Abstract Inspired by plant photosynthesis, the construction of all-solid-state photocatalyst with Z-scheme structure has been proven to a promising approach for boosting the efficiency of charge transfer and electron-hole separation. Herein, novel ternary all-solid-state photocatalyst Ag3PO4/g-C3N4/MoSe2 composing of Ag3PO4 nanoparticles and MoSe2 nanosheets loaded with sheet-like g-C3N4 was first constructed by an in situ synthetic route. Furthermore, Ag3PO4/g-C3N4/MoSe2 photocatalyst showed greater visible-light-driven photodegradation activity toward CIP and TC than pristine Ag3PO4 and g-C3N4 due to the construction of Ag3PO4/g-C3N4/MoSe2 Z-scheme photocatalystic system. Furthermore, a probable visible-light-driven photodegradation mechanism of all-solid-state Z-scheme system was discussed clearly, which was ascribed to the major active species of photoinduced holes (h+) and superoxide radicals ( O2−) by free radical trapping and ESR experiments. Particularly, MoSe2 as a noble-metal free mediator not only can promote the separation efficiency of photoinduced pairs, but also accumulate more light energy in degradation process.
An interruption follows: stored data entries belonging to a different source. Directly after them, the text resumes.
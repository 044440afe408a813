//! Host-side simulation: in-memory HVAC and gauge, plus a runner that
//! closes the loop between the [`Controller`] and the [`Room`] model.
//!
//! Each tick:
//!
//! 1. the gauge is loaded with the room's rounded temperature,
//! 2. the controller regulates,
//! 3. the room advances one tick with the resulting actuator state.

use log::{debug, info};
use serde::Serialize;

use crate::app::controller::Controller;
use crate::app::mode::Mode;
use crate::app::ports::{Gauge, Hvac};
use crate::config::SimConfig;
use crate::error::Error;

use super::room::Room;

// ───────────────────────────────────────────────────────────────
// Actuator snapshot
// ───────────────────────────────────────────────────────────────

/// Point-in-time view of the three actuators.
#[derive(Debug, Clone, Copy, PartialEq, Eq, Default, Serialize)]
pub struct Actuators {
    pub blower: bool,
    pub cooler: bool,
    pub heater: bool,
}

impl Actuators {
    pub fn of(hvac: &impl Hvac) -> Self {
        Self {
            blower: hvac.is_blowing(),
            cooler: hvac.is_cooling(),
            heater: hvac.is_heating(),
        }
    }
}

// ───────────────────────────────────────────────────────────────
// SimHvac
// ───────────────────────────────────────────────────────────────

/// In-memory relay set that counts every real transition.
#[derive(Debug, Default)]
pub struct SimHvac {
    state: Actuators,
    /// Transitions in blower / cooler / heater order.
    switches: [u32; 3],
}

impl SimHvac {
    /// A relay set in an arbitrary prior state (e.g. left on by a reset).
    pub fn with_state(state: Actuators) -> Self {
        Self {
            state,
            switches: [0; 3],
        }
    }

    pub fn state(&self) -> Actuators {
        self.state
    }

    pub fn switch_counts(&self) -> [u32; 3] {
        self.switches
    }

    fn switch(current: &mut bool, count: &mut u32, on: bool) {
        if *current != on {
            *count += 1;
            *current = on;
        }
    }
}

impl Hvac for SimHvac {
    fn set_blower(&mut self, on: bool) {
        Self::switch(&mut self.state.blower, &mut self.switches[0], on);
    }

    fn set_cooler(&mut self, on: bool) {
        Self::switch(&mut self.state.cooler, &mut self.switches[1], on);
    }

    fn set_heater(&mut self, on: bool) {
        Self::switch(&mut self.state.heater, &mut self.switches[2], on);
    }

    fn is_blowing(&self) -> bool {
        self.state.blower
    }

    fn is_cooling(&self) -> bool {
        self.state.cooler
    }

    fn is_heating(&self) -> bool {
        self.state.heater
    }
}

// ───────────────────────────────────────────────────────────────
// SimGauge
// ───────────────────────────────────────────────────────────────

/// Gauge whose reading is set from outside before each tick.
#[derive(Debug, Clone, Copy)]
pub struct SimGauge {
    reading_f: i32,
}

impl SimGauge {
    pub fn new(reading_f: i32) -> Self {
        Self { reading_f }
    }

    pub fn set(&mut self, reading_f: i32) {
        self.reading_f = reading_f;
    }
}

impl Gauge for SimGauge {
    fn current_temperature(&mut self) -> i32 {
        self.reading_f
    }
}

// ───────────────────────────────────────────────────────────────
// Runner
// ───────────────────────────────────────────────────────────────

/// What happened on one tick.
#[derive(Debug, Clone, Copy, Serialize)]
pub struct TickRecord {
    pub tick: u32,
    pub outdoor_f: f32,
    pub reading_f: i32,
    pub mode: &'static str,
    pub actuators: Actuators,
    pub blower_timer: u8,
    pub cooler_timer: u8,
}

/// Totals over a whole run.
#[derive(Debug, Clone, Default, Serialize)]
pub struct SimSummary {
    pub ticks: u32,
    pub minutes: u32,
    pub ticks_heating: u32,
    pub ticks_cooling: u32,
    pub ticks_blowing: u32,
    pub min_indoor_f: f32,
    pub max_indoor_f: f32,
    pub final_indoor_f: f32,
    pub blower_switches: u32,
    pub cooler_switches: u32,
    pub heater_switches: u32,
}

pub struct Simulation {
    controller: Controller<SimHvac, SimGauge>,
    room: Room,
    config: SimConfig,
    tick: u32,
}

impl Simulation {
    pub fn new(config: SimConfig) -> Result<Self, Error> {
        config.validate()?;
        let room = Room::new(config.initial_indoor_f);
        let controller = Controller::new(SimHvac::default(), SimGauge::new(room.reading()));
        Ok(Self {
            controller,
            room,
            config,
            tick: 0,
        })
    }

    pub fn controller(&self) -> &Controller<SimHvac, SimGauge> {
        &self.controller
    }

    pub fn room(&self) -> &Room {
        &self.room
    }

    /// Run a single closed-loop tick.
    pub fn step(&mut self) -> TickRecord {
        let tick = self.tick;
        let outdoor_f = self.config.outdoor_at(tick);
        let reading_f = self.room.reading();

        let before = self.controller.hvac().state();
        self.controller.gauge_mut().set(reading_f);
        self.controller.regulate();
        let actuators = self.controller.hvac().state();

        if actuators != before {
            info!(
                "t={:>4}min | {}F | blower={} cooler={} heater={}",
                self.config.minutes_for(tick),
                reading_f,
                on_off(actuators.blower),
                on_off(actuators.cooler),
                on_off(actuators.heater),
            );
        }

        self.room.step(outdoor_f, actuators, &self.config);
        self.tick += 1;

        let record = TickRecord {
            tick,
            outdoor_f,
            reading_f,
            mode: self.controller.last_mode().map_or("-", Mode::as_str),
            actuators,
            blower_timer: self.controller.blower_timer(),
            cooler_timer: self.controller.cooler_timer(),
        };
        debug!("{:?}", record);
        record
    }

    /// Run every configured tick and summarise.
    pub fn run(&mut self) -> SimSummary {
        let mut summary = SimSummary {
            min_indoor_f: self.room.indoor_f(),
            max_indoor_f: self.room.indoor_f(),
            ..SimSummary::default()
        };

        for _ in 0..self.config.ticks {
            let rec = self.step();
            let indoor = self.room.indoor_f();
            summary.ticks += 1;
            summary.ticks_heating += u32::from(rec.actuators.heater);
            summary.ticks_cooling += u32::from(rec.actuators.cooler);
            summary.ticks_blowing += u32::from(rec.actuators.blower);
            summary.min_indoor_f = summary.min_indoor_f.min(indoor);
            summary.max_indoor_f = summary.max_indoor_f.max(indoor);
        }

        let [blower, cooler, heater] = self.controller.hvac().switch_counts();
        summary.minutes = self.config.minutes_for(summary.ticks);
        summary.final_indoor_f = self.room.indoor_f();
        summary.blower_switches = blower;
        summary.cooler_switches = cooler;
        summary.heater_switches = heater;
        summary
    }
}

fn on_off(on: bool) -> &'static str {
    if on { "ON" } else { "off" }
}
Additionally, this solid-state photocatalysis can offer a new perception for the design and application of novel Z-scheme structure modified with MoSe2 as an electron-transfer mediator.

中文翻译：

---

高效全固态 Z 型 Ag3PO4/g-C3N4/MoSe2 光催化剂具有增强的可见光光催化性能以消除抗生素

摘要 受植物光合作用的启发，构建具有 Z 型结构的全固态光催化剂已被证明是一种提高电荷转移和电子空穴分离效率的有前途的方法。在此，首次通过原位合成路线构建了新型三元全固态光催化剂 Ag3PO4/g-C3N4/MoSe2，该催化剂由 Ag3PO4 纳米颗粒和负载有片状 g-C3N4 的 MoSe2 纳米片组成。此外，由于构建了 Ag3PO4/g-C3N4/MoSe2 Z 型光催化体系，Ag3PO4/g-C3N4/MoSe2 光催化剂对 CIP 和 TC 的可见光驱动光降解活性高于原始 Ag3PO4 和 g-C3N4。此外，清晰地讨论了全固态Z-scheme系统可能的可见光驱动光降解机制，通过自由基捕获和 ESR 实验将其归因于光致空穴 (h+) 和超氧自由基 (O2-) 的主要活性物质。特别是MoSe2作为一种不含贵金属的介体，不仅可以提高光致对的分离效率，而且在降解过程中积累更多的光能。此外，这种固态光催化可以为用 MoSe2 作为电子转移介质修饰的新型 Z 型结构的设计和应用提供新的认识。